На «Орфее» Пугачева исполняла две песни — «Ты мне снишься» (не путать с «Ты мне не снишься», другим эстрадным хитом 70-х) и «Арлекино» знаменитого болгарина Эмиля Димитрова, в хорошей обработке и с новым припевом, который сочинила сама. Кстати, Пугачева осталась навеки благодарна Димитрову — на прошлогоднем концерте в Софии полупарализованного певца вывезли в коляске на сцену, Дива встала перед ним на колени и спела «Арлекино» под рыдания и овации зала. «Мы гордимся, что ваша звездная карьера началась здесь», — говорили ей болгары, и в этом нет преувеличения.
В Москву Алла Борисовна вернулась суперзвездой, и ее «Арлекино» закружился на всех проигрывателях: гибкая грампластинка разлетелась четырнадцатимиллионным тиражом. До этого подобный успех выпадал только на долю миньона «Веселых ребят», где они перепели по-русски битловскую «Облади-облада».
И понеслось. Оказалось, что в эпоху конвергенции именно Пугачева необыкновенно востребована; ее быт стал объектом пристальнейшего внимания иностранных корреспондентов. В СССР есть собственная поп-звезда! Она снялась в фильме «Женщина, которая поет»; напела за Барбару Брыльску песни для «Иронии судьбы» (этот миньон тоже стал рекордно популярен); регулярно концертировала по соцстранам и выпускала хиты один за другим. Я отлично помню тогдашнюю Пугачеву — ее двойной альбом «Зеркало души» стал событием, за ним в «Мелодии» тогда еще на Калининском проспекте стояли по два-три часа, очередь тянулась от самого «Октября» (ныне закрытого)...
Песня «Все могут короли» победила в 1978 году в Сопоте.

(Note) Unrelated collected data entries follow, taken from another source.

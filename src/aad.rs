// Copyright (c) 2025 Fabstir
// SPDX-License-Identifier: BUSL-1.1
//! Canonical AAD encoding of the public transaction context
//!
//! Layout (RLP):
//! ```text
//! [from, chain_id, nonce, to | "", value,
//!   [encryption_pubkey, encryption_nonce, recent_block_hash,
//!    expires_at_block, message_version, signed_read]]
//! ```
//!
//! Every field is always present and in fixed order, so two contexts encode
//! to the same bytes exactly when they are equal. The output is never sent on
//! the wire; it only feeds the AEAD tag.

use crate::types::{EncryptionMetadata, TransactionContext};
use ethers::utils::rlp::RlpStream;

const CONTEXT_FIELDS: usize = 6;
const METADATA_FIELDS: usize = 6;

/// Encode `context` into the bytes authenticated by the AEAD tag
pub fn encode(context: &TransactionContext) -> Vec<u8> {
    let mut stream = RlpStream::new_list(CONTEXT_FIELDS);
    stream.append(&context.from);
    stream.append(&context.chain_id);
    stream.append(&context.nonce);
    match &context.to {
        Some(to) => {
            stream.append(to);
        }
        None => {
            stream.append_empty_data();
        }
    }
    stream.append(&context.value);
    append_metadata(&mut stream, &context.encryption);
    stream.out().to_vec()
}

pub(crate) fn append_metadata(stream: &mut RlpStream, metadata: &EncryptionMetadata) {
    stream.begin_list(METADATA_FIELDS);
    stream.append(&metadata.encryption_pubkey.to_vec());
    stream.append(&metadata.encryption_nonce.as_bytes().to_vec());
    stream.append(&metadata.anchor.block_hash);
    stream.append(&metadata.anchor.expires_at_block);
    stream.append(&metadata.message_version);
    stream.append(&u8::from(metadata.signed_read));
}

Высоцкий мог иронизировать: «Смотришь конкурс в Сопоте и глотаешь пыль», — а для советского зрителя это был настоящий праздник на фоне сплошных программ «Ленинский университет миллионов» да хоккейных матчей, во время которых мы вечно выясняли наши трудные отношения с чехами. «Все могут короли» — суперхит конца 70-х, и сам я, помнится, сочинял для школьных вечеров множественные переделки этой песни Зацепина–Дербенева, ставших постоянными авторами Пугачевой.

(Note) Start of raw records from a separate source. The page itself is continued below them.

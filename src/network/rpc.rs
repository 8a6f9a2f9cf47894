// Copyright (c) 2025 Fabstir
// SPDX-License-Identifier: BUSL-1.1
use super::ShieldedNetwork;
use crate::config::ShieldedConfig;
use crate::error::{Result, ShieldedError};
use crate::freshness::ChainStateSource;
use crate::session::TeeKeySource;
use crate::types::{BlockRef, RemotePublicKey};
use async_trait::async_trait;
use ethers::middleware::SignerMiddleware;
use ethers::providers::{Http, Middleware, Provider};
use ethers::signers::{LocalWallet, Signer};
use ethers::types::{Address, BlockNumber, Bytes, TransactionRequest, H256, U256};
use std::sync::Arc;
use std::time::Duration;
use tracing::{debug, info};

/// JSON-RPC method returning the TEE's compressed public key
pub const DEFAULT_TEE_PUBLIC_KEY_METHOD: &str = "seismic_getTeePublicKey";

/// Narrow a node-reported quantity to `u64`, rejecting out-of-range values
fn quantity_u64(value: U256, context: &str) -> Result<u64> {
    if value > U256::from(u64::MAX) {
        return Err(ShieldedError::Transport(format!(
            "{}: value {} exceeds u64",
            context, value
        )));
    }
    Ok(value.low_u64())
}

fn transport<E: std::fmt::Display>(context: &str) -> impl FnOnce(E) -> ShieldedError + '_ {
    move |e| ShieldedError::Transport(format!("{}: {}", context, e))
}

/// [`ShieldedNetwork`] over an HTTP JSON-RPC endpoint
pub struct RpcNetwork {
    provider: Arc<Provider<Http>>,
    signer: Option<SignerMiddleware<Arc<Provider<Http>>, LocalWallet>>,
    tee_key_method: String,
}

impl RpcNetwork {
    pub fn new(rpc_url: &str, tee_key_method: &str) -> Result<Self> {
        let provider = Provider::<Http>::try_from(rpc_url)
            .map_err(|e| ShieldedError::Config(format!("invalid RPC URL '{}': {}", rpc_url, e)))?
            .interval(Duration::from_millis(500));

        Ok(Self {
            provider: Arc::new(provider),
            signer: None,
            tee_key_method: tee_key_method.to_string(),
        })
    }

    pub fn from_config(config: &ShieldedConfig) -> Result<Self> {
        Self::new(&config.rpc_url, &config.tee_public_key_method)
    }

    /// Attach the account wallet used for transparent transactions
    pub fn with_wallet(mut self, wallet: LocalWallet) -> Self {
        self.signer = Some(SignerMiddleware::new(self.provider.clone(), wallet));
        self
    }

    pub fn provider(&self) -> &Arc<Provider<Http>> {
        &self.provider
    }

    /// Fail unless the endpoint reports `expected` as its chain id
    pub async fn verify_chain_id(&self, expected: u64) -> Result<()> {
        let chain_id = self
            .provider
            .get_chainid()
            .await
            .map_err(transport("eth_chainId"))?;

        if chain_id != U256::from(expected) {
            return Err(ShieldedError::Config(format!(
                "Chain ID mismatch: expected {}, got {}",
                expected, chain_id
            )));
        }
        info!("🔗 Connected to chain {}", expected);
        Ok(())
    }
}

#[async_trait]
impl ChainStateSource for RpcNetwork {
    async fn latest_block(&self) -> Result<BlockRef> {
        let block = self
            .provider
            .get_block(BlockNumber::Latest)
            .await
            .map_err(|e| ShieldedError::AnchorUnavailable(format!("eth_getBlockByNumber: {}", e)))?
            .ok_or_else(|| ShieldedError::AnchorUnavailable("node returned no latest block".into()))?;

        match (block.hash, block.number) {
            (Some(hash), Some(number)) => Ok(BlockRef {
                hash,
                number: number.as_u64(),
            }),
            _ => Err(ShieldedError::AnchorUnavailable(
                "latest block is missing hash or number".into(),
            )),
        }
    }
}

#[async_trait]
impl TeeKeySource for RpcNetwork {
    async fn tee_public_key(&self) -> Result<RemotePublicKey> {
        let encoded: String = self
            .provider
            .request(&self.tee_key_method, Vec::<()>::new())
            .await
            .map_err(transport(&self.tee_key_method))?;

        let key = RemotePublicKey::from_hex(&encoded)?;
        debug!("🔑 Fetched TEE public key {:?}", key);
        Ok(key)
    }
}

#[async_trait]
impl ShieldedNetwork for RpcNetwork {
    async fn send_raw_transaction(&self, raw: Bytes) -> Result<H256> {
        let pending = self
            .provider
            .send_raw_transaction(raw)
            .await
            .map_err(transport("eth_sendRawTransaction"))?;
        Ok(pending.tx_hash())
    }

    async fn signed_call(&self, raw: Bytes) -> Result<Bytes> {
        self.provider
            .request("eth_call", (raw, BlockNumber::Latest))
            .await
            .map_err(transport("eth_call"))
    }

    async fn transparent_send(&self, tx: TransactionRequest) -> Result<H256> {
        let signer = self.signer.as_ref().ok_or_else(|| {
            ShieldedError::Config("no wallet configured for transparent transactions".into())
        })?;

        let pending = signer
            .send_transaction(tx, None)
            .await
            .map_err(transport("eth_sendTransaction"))?;
        Ok(pending.tx_hash())
    }

    async fn transparent_call(&self, tx: TransactionRequest) -> Result<Bytes> {
        self.provider
            .call(&tx.into(), None)
            .await
            .map_err(transport("eth_call"))
    }

    async fn gas_price(&self) -> Result<U256> {
        self.provider
            .get_gas_price()
            .await
            .map_err(transport("eth_gasPrice"))
    }

    async fn transaction_count(&self, address: Address) -> Result<u64> {
        let count = self
            .provider
            .get_transaction_count(address, None)
            .await
            .map_err(transport("eth_getTransactionCount"))?;
        quantity_u64(count, "eth_getTransactionCount")
    }
}

impl std::fmt::Debug for RpcNetwork {
    fn fmt(&self, f: &mut std::fmt::Formatter<'_>) -> std::fmt::Result {
        f.debug_struct("RpcNetwork")
            .field("tee_key_method", &self.tee_key_method)
            .field("signer", &self.signer.as_ref().map(|s| s.signer().address()))
            .finish()
    }
}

Последовали песенные программы «Пришла и говорю», «У нас в гостях Маэстро», «Монологи певицы» — лучшие вещи Пугачевой и сдержанного латыша Раймонда Паулса звучали, как правило, в новогодних «Огоньках» и стремительно завоевывали страну. Их перепевали, пародировали, разучивали наизусть, с ними поступали в театральные и музыкальные вузы. Второй Пугачевой не могло быть так же, как второго Брежнева. Ей стало доставаться все: персональная полка в музыкальных магазинах, невероятное количество альбомов и выступлений, звания, награды и регулярное участие в концерте на День советской милиции. О, современному человеку не понять, что такое было выступить на этом концерте! (Или опять понятно?..) Это был знак высшей неприкосновенности. Вы могли считаться своим человеком в Кремле, но если не дружили с милицией — никакие должности и связи ни от чего не застраховывали; а вот участие в смотре сил советской эстрады 11 ноября являлось индульгенцией на все случаи жизни, вроде нынешнего талона «Не досматривать».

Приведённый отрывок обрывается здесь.